There is no evidence that bacterial sore throats are more severe or long-lasting than viral ones. The most commonly identified organism isStreptococcus pyogenes, the group A β-haemolytic streptococcus. Most other cases are caused by adenoviruses. There is no reliable way to distinguish between bacterial and viral causes based on symptoms and signs.
The gold standard for diagnosis of streptococcal infection in the throat includes a positive anti-streptolysin O (ASO) titre in addition to culture of Str. pyogenes from the throat. There is a high asymptomatic carrier rate for the organism (up to 40%) and it is common to culture it from sore throats when there is no serological evidence of infection. Moreover a negative culture does not rule out Str. pyogenesas a cause of sore throat. Neither culture of throat swabs nor rapid tests based on detection of streptococcal antigen are helpful in most cases.
Most people with sore throat manage the condition successfully without seeing a doctor. Paracetamol is an effective analgesic, with less risk of adverse effects than non-steroidal anti-inflammatory drugs. Aspirin should be avoided in children because of the risk of Reye's syndrome. The immediate benefits from antimicrobial chemotherapy are actually very meagre. Symptoms usually persist for 5-7 days with or without antibiotics, which only shorten illness by 24 h. The same control of symptoms can probably be achieved with paracetamol.
Streptococcal sore throat is important because it may lead to serious complications, particularly rheumatic fever, which is still prevalent in many countries. Evidence about the effectiveness of antibiotics for preventing nonsuppurative and suppurative complications comes from studies on military personnel living in overcrowded barracks in the late 1940s and early 1950s. This evidence has little relevance to management of sore throat in modern communities, at least in the developed world, where rheumatic fever is now very uncommon. Similarly experience with the use of antibiotics to prevent cross-infection in sore throat comes mainly from army barracks and other closed institutions. It is very unlikely (and unproven) that trying to eradicate Str. pyogenes with routine antibiotic therapy for sore throat will produce any measurable health gain in the general public in Western countries, whereas it is likely that this would increase the prevalence of antimicrobial resistance.
A patient information leaflet may be of value in the management of acute sore throat and may assist in managing future episodes at home without general practitioner involvement. Patients who are sceptical about withholding antibiotics can be given a prescription with the suggestion that they do not use it unless their symptoms persist for more than 3 days. Only about 30% of patients who are given delayed prescriptions go to the pharmacy to get their antibiotics.

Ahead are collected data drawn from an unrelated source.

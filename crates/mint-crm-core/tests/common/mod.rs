// Copyright (C) 2025 MINT CRM contributors
// SPDX-License-Identifier: AGPL-3.0-or-later
//! Shared fixtures for mint-crm-core database tests.

#![allow(dead_code)]

use std::sync::Arc;

use mint_crm_core::db;
use mint_crm_core::messaging::{
    CaseNotifier, EmailService, MockMailer, MockSmsGateway, SmsService,
};
use mint_crm_core::models::{
    Case, Contact, ContactInput, NewCase, NewUser, Priority, User, UserRole,
};
use sqlx::PgPool;
use uuid::Uuid;

/// Skip the test when no database is configured.
macro_rules! skip_if_no_db {
    () => {
        if std::env::var("TEST_DATABASE_URL").is_err() {
            eprintln!("Skipping test: TEST_DATABASE_URL not set");
            return;
        }
    };
}

/// Connect to `TEST_DATABASE_URL` and apply migrations.
pub async fn test_pool() -> PgPool {
    let url = std::env::var("TEST_DATABASE_URL").expect("TEST_DATABASE_URL not set");
    let pool = PgPool::connect(&url)
        .await
        .expect("Failed to connect to test database");
    mint_crm_core::migrations::run(&pool)
        .await
        .expect("Failed to run migrations");
    pool
}

pub fn unique_email(prefix: &str) -> String {
    format!("{prefix}-{}@test.mintcrm.local", Uuid::new_v4().simple())
}

pub async fn create_user(pool: &PgPool, role: UserRole, phone: &str) -> User {
    db::users::create_user(
        pool,
        &NewUser {
            email: unique_email(role.as_str()),
            password_hash: "not-a-real-hash".into(),
            first_name: "Test".into(),
            last_name: role.label().into(),
            role,
            phone: phone.into(),
            is_active: true,
            ..Default::default()
        },
    )
    .await
    .expect("Failed to create user")
}

pub async fn create_contact(pool: &PgPool, mobile: &str) -> Contact {
    db::contacts::create_contact(
        pool,
        &ContactInput {
            first_name: Some("Abebe".into()),
            last_name: Some("Kebede".into()),
            email: Some(unique_email("customer")),
            mobile: Some(mobile.into()),
            ..Default::default()
        },
    )
    .await
    .expect("Failed to create contact")
}

pub async fn create_case(
    pool: &PgPool,
    customer: &Contact,
    creator: &User,
    priority: Priority,
) -> Case {
    db::cases::create_case(
        pool,
        &NewCase {
            title: "Printer on fire".into(),
            description: "Smoke everywhere".into(),
            priority,
            customer_id: customer.id,
            ..Default::default()
        },
        creator.id,
    )
    .await
    .expect("Failed to create case")
}

/// Notifier wired to in-memory mail and SMS doubles.
pub struct TestNotifier {
    pub notifier: Arc<CaseNotifier>,
    pub mailer: Arc<MockMailer>,
    pub gateway: Arc<MockSmsGateway>,
}

pub fn test_notifier(pool: &PgPool) -> TestNotifier {
    let mailer = Arc::new(MockMailer::new());
    let gateway = Arc::new(MockSmsGateway::new());
    let emails = EmailService::new(pool.clone(), mailer.clone(), "noreply@test.mintcrm.local");
    let sms = SmsService::new(pool.clone(), gateway.clone(), "SYSTEM");
    TestNotifier {
        notifier: Arc::new(CaseNotifier::new(pool.clone(), emails, sms)),
        mailer,
        gateway,
    }
}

If antibiotics are to be prescribed the drugs of choice are penicillin V or a macrolide, and these should be given for at least 10 days to eradicate the organism and prevent recurrence. Glandular fever commonly causes symptoms and signs that are indistinguishable from streptococcal throat infection (including a very impressive purulent exudate on the tonsils). Ampicillin, amoxicillin, and co-amoxiclav should not be used, as they will cause a rash if the sore throat is the herald of glandular fever. Tetracyclines are also inappropriate because of the high incidence of resistance among streptococci.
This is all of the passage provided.